What you should do: Would it be possible to quote, exactly and in full, the lines from the one with "return true;" through the end of the entries below?

Records shown:

'''

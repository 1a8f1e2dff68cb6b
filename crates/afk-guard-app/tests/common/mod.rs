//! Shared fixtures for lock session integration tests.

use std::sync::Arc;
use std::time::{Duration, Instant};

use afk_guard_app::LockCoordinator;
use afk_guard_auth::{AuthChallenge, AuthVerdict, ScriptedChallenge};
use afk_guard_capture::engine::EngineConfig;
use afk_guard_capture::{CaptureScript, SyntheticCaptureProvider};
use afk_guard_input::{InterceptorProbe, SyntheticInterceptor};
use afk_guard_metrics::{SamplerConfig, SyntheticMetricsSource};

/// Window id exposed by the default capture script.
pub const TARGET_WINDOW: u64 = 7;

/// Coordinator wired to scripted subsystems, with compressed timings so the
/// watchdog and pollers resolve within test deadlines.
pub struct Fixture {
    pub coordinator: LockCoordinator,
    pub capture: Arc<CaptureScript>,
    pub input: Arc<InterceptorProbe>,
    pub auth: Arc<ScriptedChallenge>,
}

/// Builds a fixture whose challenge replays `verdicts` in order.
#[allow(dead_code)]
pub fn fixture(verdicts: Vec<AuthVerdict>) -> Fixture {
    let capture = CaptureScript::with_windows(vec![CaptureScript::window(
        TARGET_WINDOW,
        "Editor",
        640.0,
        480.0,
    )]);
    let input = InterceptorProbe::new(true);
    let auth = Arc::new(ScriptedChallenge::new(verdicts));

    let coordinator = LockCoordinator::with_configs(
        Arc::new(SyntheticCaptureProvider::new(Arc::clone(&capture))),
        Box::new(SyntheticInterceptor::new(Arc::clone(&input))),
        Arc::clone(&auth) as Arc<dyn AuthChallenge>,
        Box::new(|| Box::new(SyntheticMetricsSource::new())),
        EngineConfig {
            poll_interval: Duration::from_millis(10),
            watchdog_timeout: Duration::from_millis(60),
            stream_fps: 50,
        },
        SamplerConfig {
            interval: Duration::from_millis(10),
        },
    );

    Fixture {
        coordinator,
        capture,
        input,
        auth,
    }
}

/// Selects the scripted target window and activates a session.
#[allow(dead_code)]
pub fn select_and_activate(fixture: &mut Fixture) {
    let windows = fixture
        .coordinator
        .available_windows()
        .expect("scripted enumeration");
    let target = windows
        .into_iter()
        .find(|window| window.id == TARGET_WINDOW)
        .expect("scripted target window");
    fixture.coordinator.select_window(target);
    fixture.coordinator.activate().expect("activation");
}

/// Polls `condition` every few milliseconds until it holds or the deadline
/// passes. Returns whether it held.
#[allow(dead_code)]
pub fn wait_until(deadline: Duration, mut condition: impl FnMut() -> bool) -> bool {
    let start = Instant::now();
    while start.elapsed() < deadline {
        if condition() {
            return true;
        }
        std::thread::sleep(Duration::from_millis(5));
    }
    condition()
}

'''

Task output:
            return true;
        }
        std::thread::sleep(Duration::from_millis(5));
    }
    condition()
}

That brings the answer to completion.